武満も竹山も独学です。自分で腕を磨いていったのです。世界一の技術を持つウェスモンゴメリーやジョージベンソンが誰か
に習ったという話も聞いた事がありません。皆さん自分で勉強し、自分なりに核心をつかみ、何かを受け継いで世界の一流になったのです。
また自分で師が必要だと思えば、自分に見合う師匠を選んで行けば良いし、自分に合わないと思ったら別の師を探せばよいし、教える側も自由に師匠や流派を選択させればよい。面と向かってお稽古したところで、核心が解らない奴はいつまで経っても解らない。名前を継いでも、名取になっても、ろくに何も出来ない例は、今邦楽には山のようにあるじゃありませんか。
一昔前は教える側の高飛車な態度がとにかく酷かった。「師匠といえば親も同然」「弟子は未熟なのだからつべこべ言わず、考えず、ただ真似ろ」という父権的パワハラとも言えるようなものがまかり通り、弟子の思考を止めて、何が何でも言う通りにさせて、結局師匠に絶対服従を誓うような者だけしか残りませんでした。先ずは師匠のやり方を叩き込むというやり方しか認めないし、他の考え方や弾き方をすると「癖がついている」などと言って、自分のやり方の方が正しいとばかりに押し付ける。そうした一方的で理不尽な洗脳まがいの稽古が現代に通用する訳がありません。
先生と生徒では体格も骨格も筋肉も性差も年齢も違うのに同じ弾き方を強要する。同じフォームで良い音が出る訳がない。年齢が違えば「良い」という感性も当然違って当たり前なのに、自分の感性を押し付ける。指導に対し理論も無ければ、フォームにおける根拠もなく、肉体の構造も知らず、挙句の果てに生徒に腱鞘炎が続出する。まるで腱鞘炎になる方が一生懸命頑張っているとでもいうような雰囲気すら出来上がる。これでは上達や発展がある訳ないのです。
私は2時間のフルコンサートをやってもどこも痛くならないし、大して疲れない体ですが、私と他の人では体格も体力も筋肉も全く違うので、他人が私の真似をしたらかえって体を壊してしまいます。フォーム一つ、発声一つとってもどれもがスペシャルケースであって、ゼネラルケースというものはありえないのです。
生徒の個性を伸ばすという発想が師匠にあればよいですが、システムからフォーム、果ては音楽までも、全て枠の中に収めようとするようでは次代を担う人材は生まれ得ようがないですね。何処までも押し付けて、従わないものは追いだし、中には作曲を一切認めないという流派さえあるのです。その結果が今の邦楽界琵琶界の著しい衰退なのです。小さな視野、凝り固まった思考の中に閉じ込めたら、どんなものでも衰退するのは当たり前です。
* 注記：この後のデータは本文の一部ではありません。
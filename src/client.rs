use serde::{Deserialize, Serialize};
use serde_json::{Map, Value};
use std::fmt;

/// Reasoning-effort tier forwarded to providers that support it.
#[derive(Debug, Clone, Copy, Default, PartialEq, Eq, Serialize, Deserialize)]
#[serde(rename_all = "lowercase")]
pub enum ReasoningEffort {
    Low,
    Medium,
    High,
    /// Leave the provider's own default in place.
    #[default]
    Default,
}

impl ReasoningEffort {
    pub fn as_str(&self) -> &'static str {
        match self {
            ReasoningEffort::Low => "low",
            ReasoningEffort::Medium => "medium",
            ReasoningEffort::High => "high",
            ReasoningEffort::Default => "default",
        }
    }
}

impl fmt::Display for ReasoningEffort {
    fn fmt(&self, f: &mut fmt::Formatter<'_>) -> fmt::Result {
        f.write_str(self.as_str())
    }
}

/// Configuration for a node's LLM requests.
///
/// Only the LLM client reads these values; the engine never branches on them.
/// Keys the engine does not recognize are kept in [`extra`](Self::extra) and
/// forwarded to the provider verbatim.
#[derive(Debug, Clone, PartialEq, Serialize, Deserialize)]
pub struct LlmConfig {
    /// Model identifier (e.g. `"openai/gpt-oss-20b"`).
    #[serde(default = "default_model")]
    pub model: String,

    /// Temperature (0.0 = deterministic, 2.0 = maximum).
    #[serde(default = "default_temperature")]
    pub temperature: f64,

    /// Maximum tokens to generate.
    #[serde(default = "default_max_tokens")]
    pub max_tokens: u32,

    #[serde(default)]
    pub reasoning_effort: ReasoningEffort,

    #[serde(default, skip_serializing_if = "Option::is_none")]
    pub top_p: Option<f64>,

    /// Provider-specific options merged into the request body.
    #[serde(flatten)]
    pub extra: Map<String, Value>,
}

fn default_model() -> String {
    "openai/gpt-oss-20b".to_string()
}

fn default_temperature() -> f64 {
    0.7
}

fn default_max_tokens() -> u32 {
    2048
}

impl Default for LlmConfig {
    fn default() -> Self {
        Self {
            model: default_model(),
            temperature: default_temperature(),
            max_tokens: default_max_tokens(),
            reasoning_effort: ReasoningEffort::Default,
            top_p: None,
            extra: Map::new(),
        }
    }
}

impl LlmConfig {
    pub fn with_model(mut self, model: impl Into<String>) -> Self {
        self.model = model.into();
        self
    }

    pub fn with_temperature(mut self, temp: f64) -> Self {
        self.temperature = temp;
        self
    }

    pub fn with_max_tokens(mut self, tokens: u32) -> Self {
        self.max_tokens = tokens;
        self
    }

    pub fn with_reasoning_effort(mut self, effort: ReasoningEffort) -> Self {
        self.reasoning_effort = effort;
        self
    }

    pub fn with_top_p(mut self, top_p: f64) -> Self {
        self.top_p = Some(top_p);
        self
    }

    /// Add a provider-specific option.
    pub fn with_option(mut self, key: impl Into<String>, value: Value) -> Self {
        self.extra.insert(key.into(), value);
        self
    }

    /// Check value ranges. Returns a human-readable reason on failure.
    pub fn check(&self) -> std::result::Result<(), String> {
        if self.model.trim().is_empty() {
            return Err("model must not be empty".to_string());
        }
        if !(0.0..=2.0).contains(&self.temperature) {
            return Err(format!("temperature {} not in [0.0, 2.0]", self.temperature));
        }
        if self.max_tokens == 0 {
            return Err("max_tokens must be > 0".to_string());
        }
        if let Some(top_p) = self.top_p {
            if !(0.0..=1.0).contains(&top_p) {
                return Err(format!("top_p {} not in [0.0, 1.0]", top_p));
            }
        }
        Ok(())
    }
}
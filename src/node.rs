//! A single LLM call inside a layer.
//!
//! A [`Node`] binds one template to one [`LlmConfig`]. When its layer runs,
//! the node selects exactly its template's `input_context` entries from the
//! run context, renders the prompt, calls the backend once, and returns the
//! raw response text. The text is written under the template's
//! `expected_output` key by the layer, never by the node.

use crate::{
    backend::LlmRequest,
    client::LlmConfig,
    config::NodeSpec,
    error::Result,
    events::{emit, Event},
    exec_ctx::ExecCtx,
    template::Template,
    types::RunContext,
    PipelineError,
};
use std::collections::BTreeMap;
use std::sync::Arc;

/// A configured LLM call.
#[derive(Debug, Clone)]
pub struct Node {
    id: String,
    name: Option<String>,
    description: Option<String>,
    template: Arc<Template>,
    llm_config: LlmConfig,
}

impl Node {
    pub fn new(id: impl Into<String>, template: Arc<Template>, llm_config: LlmConfig) -> Self {
        Self {
            id: id.into(),
            name: None,
            description: None,
            template,
            llm_config,
        }
    }

    /// Build a node from its description and already-resolved template.
    pub(crate) fn from_spec(spec: &NodeSpec, template: Arc<Template>) -> Self {
        Self {
            id: spec.id.clone(),
            name: spec.name.clone(),
            description: spec.description.clone(),
            template,
            llm_config: spec.llm_config.clone(),
        }
    }

    pub fn id(&self) -> &str {
        &self.id
    }

    pub fn name(&self) -> &str {
        self.name.as_deref().unwrap_or(&self.id)
    }

    pub fn description(&self) -> Option<&str> {
        self.description.as_deref()
    }

    pub fn template(&self) -> &Template {
        &self.template
    }

    pub fn template_id(&self) -> &str {
        &self.template.id
    }

    pub fn llm_config(&self) -> &LlmConfig {
        &self.llm_config
    }

    /// The context key this node's response is stored under.
    pub fn output_key(&self) -> &str {
        &self.template.expected_output
    }

    /// Entries of `context` named by the template's `input_context`.
    ///
    /// Keys absent from the context are skipped; rendering reports them.
    pub fn select_inputs<'a>(&'a self, context: &'a RunContext) -> BTreeMap<&'a str, &'a str> {
        self.template
            .input_context
            .iter()
            .filter_map(|name| context.get(name).map(|value| (name.as_str(), value)))
            .collect()
    }

    /// Render the prompt from the selected inputs.
    pub fn render(&self, context: &RunContext) -> Result<String> {
        let inputs = self.select_inputs(context);
        self.template.render(&inputs).map_err(|missing| {
            tracing::error!(
                node_id = %self.id,
                template_id = %self.template.id,
                %missing,
                "Prompt rendering failed"
            );
            PipelineError::Render {
                node_id: self.id.clone(),
                template_id: self.template.id.clone(),
                missing,
            }
        })
    }

    /// Render, call the backend, and return the raw response text.
    ///
    /// Exactly one `complete` call is issued, bounded by `ctx.timeout`. A
    /// failure is returned as-is; retrying is up to the backend.
    pub async fn process(
        &self,
        ctx: &ExecCtx,
        context: &RunContext,
        layer_index: usize,
    ) -> Result<String> {
        ctx.check_cancelled()?;

        emit(
            &ctx.event_handler,
            Event::NodeStart {
                node_id: self.id.clone(),
                layer_index,
            },
        );

        let result = self.call(ctx, context).await;

        emit(
            &ctx.event_handler,
            Event::NodeEnd {
                node_id: self.id.clone(),
                ok: result.is_ok(),
            },
        );

        result
    }

    async fn call(&self, ctx: &ExecCtx, context: &RunContext) -> Result<String> {
        let prompt = self.render(context)?;
        let request = LlmRequest::new(&self.id, prompt, self.llm_config.clone());

        tracing::debug!(
            node_id = %self.id,
            model = %self.llm_config.model,
            prompt_chars = request.prompt.len(),
            "Calling LLM"
        );

        let call = ctx.backend.complete(&ctx.client, &ctx.base_url, &request);

        let response = match tokio::time::timeout(ctx.timeout, call).await {
            Ok(result) => result?,
            Err(_) => {
                tracing::warn!(
                    node_id = %self.id,
                    timeout_ms = ctx.timeout.as_millis() as u64,
                    "LLM call timed out"
                );
                return Err(PipelineError::Timeout {
                    node_id: self.id.clone(),
                    after: ctx.timeout,
                });
            }
        };

        tracing::debug!(
            node_id = %self.id,
            status = response.status,
            response_chars = response.text.len(),
            "LLM call finished"
        );

        Ok(response.text)
    }
}
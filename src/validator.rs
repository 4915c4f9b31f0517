//! Load-time graph validation.
//!
//! [`GraphValidator`] is the single authority that decides whether a
//! `(layers, templates)` pair is executable. It runs before any LLM call and
//! reports every problem it finds in one pass.
//!
//! ## Resolution rule
//!
//! Layers are walked in index order with a running `available` set that
//! starts as `{seed_key}`. Every `input_context` entry of a node at layer `L`
//! must already be in `available`; only after all of layer `L` is checked are
//! its outputs added. Same-layer and forward references therefore fail as
//! unresolved placeholders without any special casing.

use crate::config::GraphSpec;
use crate::error::{ConfigError, ConfigErrors};
use crate::template::{Template, TemplateStore};
use std::collections::{BTreeMap, BTreeSet};

/// Whether `value` matches `^[a-z0-9_]+$`.
pub fn is_valid_output_name(value: &str) -> bool {
    !value.is_empty()
        && value
            .bytes()
            .all(|b| b.is_ascii_lowercase() || b.is_ascii_digit() || b == b'_')
}

/// Validates a graph description against a template store.
#[derive(Debug, Clone)]
pub struct GraphValidator<'a> {
    seed_key: &'a str,
    final_output: Option<&'a str>,
}

impl<'a> GraphValidator<'a> {
    pub fn new(seed_key: &'a str) -> Self {
        Self {
            seed_key,
            final_output: None,
        }
    }

    /// Also require that `key` is produced by some layer.
    pub fn with_final_output(mut self, key: Option<&'a str>) -> Self {
        self.final_output = key;
        self
    }

    /// Check the whole graph. Pure: same inputs, same verdict, same error order.
    pub fn validate(
        &self,
        graph: &GraphSpec,
        store: &TemplateStore,
    ) -> std::result::Result<(), ConfigErrors> {
        let mut errors = Vec::new();

        if !is_valid_output_name(self.seed_key) {
            errors.push(ConfigError::InvalidSeedKey {
                value: self.seed_key.to_string(),
            });
        }

        self.check_structure(graph, &mut errors);
        let resolved = self.resolve_templates(graph, store, &mut errors);
        self.check_outputs(&resolved, &mut errors);
        self.check_placeholders(graph, &resolved, &mut errors);

        let unreferenced: Vec<&str> = store
            .list()
            .into_iter()
            .filter(|id| !resolved.iter().any(|r| r.template.id == *id))
            .collect();
        if !unreferenced.is_empty() {
            tracing::warn!(?unreferenced, "Templates not referenced by any node");
        }

        if errors.is_empty() {
            tracing::debug!(
                layers = graph.layers.len(),
                nodes = resolved.len(),
                "Graph validated"
            );
            Ok(())
        } else {
            tracing::debug!(problems = errors.len(), "Graph rejected");
            Err(ConfigErrors(errors))
        }
    }

    /// Non-empty pipeline and layers, unique layer and node ids, sane LLM configs.
    fn check_structure(&self, graph: &GraphSpec, errors: &mut Vec<ConfigError>) {
        if graph.layers.is_empty() {
            errors.push(ConfigError::EmptyPipeline);
        }

        let mut layer_ids = BTreeSet::new();
        let mut node_ids = BTreeSet::new();

        for layer in &graph.layers {
            if !layer_ids.insert(layer.id.as_str()) {
                errors.push(ConfigError::DuplicateLayerId {
                    layer_id: layer.id.clone(),
                });
            }
            if layer.nodes.is_empty() {
                errors.push(ConfigError::EmptyLayer {
                    layer_id: layer.id.clone(),
                });
            }
            for node in &layer.nodes {
                if !node_ids.insert(node.id.as_str()) {
                    errors.push(ConfigError::DuplicateNodeId {
                        node_id: node.id.clone(),
                    });
                }
                if let Err(reason) = node.llm_config.check() {
                    errors.push(ConfigError::InvalidLlmConfig {
                        node_id: node.id.clone(),
                        reason,
                    });
                }
            }
        }
    }

    /// Look up every node's template and run each referenced template's self-check once.
    fn resolve_templates<'g>(
        &self,
        graph: &'g GraphSpec,
        store: &TemplateStore,
        errors: &mut Vec<ConfigError>,
    ) -> Vec<Resolved<'g>> {
        let mut resolved = Vec::new();
        let mut checked = BTreeSet::new();

        for (layer_index, layer) in graph.layers.iter().enumerate() {
            for node in &layer.nodes {
                let template = match store.get(&node.template_id) {
                    Ok(t) => t,
                    Err(_) => {
                        errors.push(ConfigError::MissingTemplate {
                            node_id: node.id.clone(),
                            layer_index,
                            template_id: node.template_id.clone(),
                        });
                        continue;
                    }
                };

                if checked.insert(template.id.clone()) {
                    errors.extend(template.check());
                }

                if let Some(declared) = &node.expected_output {
                    if declared != &template.expected_output {
                        errors.push(ConfigError::OutputMismatch {
                            node_id: node.id.clone(),
                            declared: declared.clone(),
                            template_output: template.expected_output.clone(),
                        });
                    }
                }

                resolved.push(Resolved {
                    layer_index,
                    node_id: &node.id,
                    template,
                });
            }
        }

        resolved
    }

    /// Output names are well-formed, not the seed key, and globally unique.
    fn check_outputs(&self, resolved: &[Resolved<'_>], errors: &mut Vec<ConfigError>) {
        let mut named = BTreeSet::new();
        let mut producers: BTreeMap<&str, Vec<&Resolved<'_>>> = BTreeMap::new();

        for r in resolved {
            let value = r.template.expected_output.as_str();
            if named.insert(r.template.id.as_str()) {
                if !is_valid_output_name(value) {
                    errors.push(ConfigError::InvalidOutputName {
                        template_id: r.template.id.clone(),
                        value: value.to_string(),
                    });
                } else if value == self.seed_key {
                    errors.push(ConfigError::ReservedOutput {
                        template_id: r.template.id.clone(),
                        value: value.to_string(),
                    });
                }
            }
            producers.entry(value).or_default().push(r);
        }

        for (key, group) in producers {
            if group.len() > 1 {
                errors.push(ConfigError::DuplicateOutput {
                    duplicate_key: key.to_string(),
                    template_ids: group.iter().map(|r| r.template.id.clone()).collect(),
                    node_ids: group.iter().map(|r| r.node_id.to_string()).collect(),
                });
            }
        }

        if let Some(key) = self.final_output {
            if !resolved.iter().any(|r| r.template.expected_output == key) {
                errors.push(ConfigError::UnknownFinalOutput {
                    key: key.to_string(),
                });
            }
        }
    }

    /// Feed-forward resolution against the layer-indexed availability set.
    fn check_placeholders(
        &self,
        graph: &GraphSpec,
        resolved: &[Resolved<'_>],
        errors: &mut Vec<ConfigError>,
    ) {
        let mut available: BTreeSet<String> = BTreeSet::new();
        available.insert(self.seed_key.to_string());

        for layer_index in 0..graph.layers.len() {
            let in_layer: Vec<&Resolved<'_>> = resolved
                .iter()
                .filter(|r| r.layer_index == layer_index)
                .collect();

            for r in &in_layer {
                for name in &r.template.input_context {
                    if !available.contains(name) {
                        errors.push(ConfigError::UnresolvedPlaceholder {
                            node_id: r.node_id.to_string(),
                            layer_index,
                            template_id: r.template.id.clone(),
                            missing_placeholder: name.clone(),
                            available_outputs: available.iter().cloned().collect(),
                        });
                    }
                }
            }

            for r in in_layer {
                available.insert(r.template.expected_output.clone());
            }
        }
    }
}

struct Resolved<'g> {
    layer_index: usize,
    node_id: &'g str,
    template: std::sync::Arc<Template>,
}
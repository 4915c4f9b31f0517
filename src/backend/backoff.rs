//! Transport-level retry with exponential backoff and jitter.
//!
//! Retries happen inside a single node call, bounded by the node timeout,
//! so a layer only ever sees the final outcome of each node. Hosted
//! providers such as Groq rate limit per minute; [`BackoffConfig::standard()`]
//! suits them.

use std::time::Duration;

/// How transient HTTP failures are retried before a node gives up.
///
/// # Example
///
/// ```
/// use llm_propagation::backend::BackoffConfig;
///
/// assert_eq!(BackoffConfig::default().max_retries, 0);
/// assert_eq!(BackoffConfig::standard().max_retries, 3);
/// ```
#[derive(Debug, Clone)]
pub struct BackoffConfig {
    /// Retries after the first attempt. `0` disables retry.
    pub max_retries: u32,

    /// Base delay before the first retry.
    pub initial_delay: Duration,

    /// Growth factor per retry: `initial * multiplier^n`.
    pub multiplier: f64,

    /// Ceiling on any single delay.
    pub max_delay: Duration,

    pub jitter: JitterStrategy,

    /// HTTP statuses worth retrying.
    pub retryable_statuses: Vec<u16>,

    /// Use the provider's `Retry-After` hint instead of the computed delay.
    pub respect_retry_after: bool,
}

/// Randomization applied to each computed delay.
#[derive(Debug, Clone, Copy, PartialEq, Eq)]
pub enum JitterStrategy {
    /// Exact delays. Mostly useful in tests.
    None,
    /// Uniform in `[0, delay]`.
    Full,
    /// `delay/2` plus uniform in `[0, delay/2]`.
    Equal,
}

const RETRYABLE: [u16; 7] = [408, 425, 429, 500, 502, 503, 504];

impl BackoffConfig {
    /// No retry. A failed call fails its node immediately.
    pub fn none() -> Self {
        Self {
            max_retries: 0,
            ..Self::standard()
        }
    }

    /// 3 retries from 1s, doubling, capped at 60s, full jitter.
    pub fn standard() -> Self {
        Self {
            max_retries: 3,
            initial_delay: Duration::from_secs(1),
            multiplier: 2.0,
            max_delay: Duration::from_secs(60),
            jitter: JitterStrategy::Full,
            retryable_statuses: RETRYABLE.to_vec(),
            respect_retry_after: true,
        }
    }

    /// 2 quick retries capped at 10s, for callers waiting on the answer.
    pub fn interactive() -> Self {
        Self {
            max_retries: 2,
            initial_delay: Duration::from_millis(500),
            multiplier: 1.5,
            max_delay: Duration::from_secs(10),
            ..Self::standard()
        }
    }

    /// Delay before retry number `attempt + 1` (0-indexed).
    pub fn delay_for_attempt(&self, attempt: u32) -> Duration {
        let base = self.initial_delay.as_secs_f64() * self.multiplier.powi(attempt as i32);
        let capped = base.min(self.max_delay.as_secs_f64());

        let secs = match self.jitter {
            JitterStrategy::None => capped,
            JitterStrategy::Full => fastrand::f64() * capped,
            JitterStrategy::Equal => capped / 2.0 + fastrand::f64() * (capped / 2.0),
        };

        Duration::from_secs_f64(secs)
    }
}

impl Default for BackoffConfig {
    fn default() -> Self {
        Self::none()
    }
}
impl PipelineBuilder {
    pub fn new() -> Self {
        Self::default()
    }

    /// Load template entries into the builder's store.
    pub fn templates(
        mut self,
        templates: impl IntoIterator<Item = (String, Template)>,
        mode: LoadMode,
    ) -> Self {
        self.templates.load(templates, mode);
        self
    }

    /// Add a single template, keyed by its `id`.
    pub fn template(mut self, template: Template) -> Self {
        self.templates.insert(template);
        self
    }

    /// Replace the graph description.
    pub fn graph(mut self, spec: GraphSpec) -> Self {
        self.spec = spec;
        self
    }

    /// Append a layer description.
    pub fn layer(mut self, layer: LayerSpec) -> Self {
        self.spec.layers.push(layer);
        self
    }

    /// Name of the context key holding the user query. Default: `"query"`.
    pub fn seed_key(mut self, key: impl Into<String>) -> Self {
        self.seed_key = Some(key.into());
        self
    }

    /// Output key returned by [`Pipeline::process_final`].
    pub fn final_output(mut self, key: impl Into<String>) -> Self {
        self.final_output = Some(key.into());
        self
    }

    /// Validate the graph and build the pipeline.
    pub fn build(self) -> Result<Pipeline> {
        let seed_key = self
            .seed_key
            .unwrap_or_else(|| DEFAULT_SEED_KEY.to_string());
        let layers = assemble(
            &self.spec,
            &self.templates,
            &seed_key,
            self.final_output.as_deref(),
        )?;

        tracing::info!(
            layers = layers.len(),
            templates = self.templates.len(),
            %seed_key,
            "Pipeline built"
        );

        Ok(Pipeline {
            spec: self.spec,
            templates: self.templates,
            layers,
            seed_key,
            final_output: self.final_output,
        })
    }
}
現代は自分で情報をつかみ、自分で考え、自分で行動して行く時代。教える師匠が、個々にあった教え方、時代に合った教え方が出来ないということは・・・まあ愛が足りないと言うしかないですね。
もし音楽に伝統という言葉があるとすれば、それは革新とイコールでしょう。永田錦心、鶴田錦史、チャーリーパーカー、マイルスデイビス、ジミヘン、ビートルズ、ドビュッシー、ラベル、シェーンベルク・・・・etc.を見れば明らかです。次代へ受け継がせたいのなら、何でも言う通りになる優等生より、革命児をこそ育てなくては!。
琵琶をどうやって勉強しようが、ピックで弾こうが指でアルペジオしようがそんなことはどうでも良いのです。レコードやテープの無い時代と今では稽古のやり方自体が違うし、奏法などは時代と共にどんどん変わるものです。表面の形ではなく、もっと核心は何かという部分を教えるのが稽古ではありませんか。形骸化した形に惑わされて本質を見失っているのは、実は師匠達の方かもしれません。
長い歴史の中で受け継がれた型や感性にはどんな意味があるのか、それを次世代にどう伝えて行くのか、今琵琶や邦楽は、稽古というものをどう捉え、教えて行くか、教える側のその器と質が問われているのです。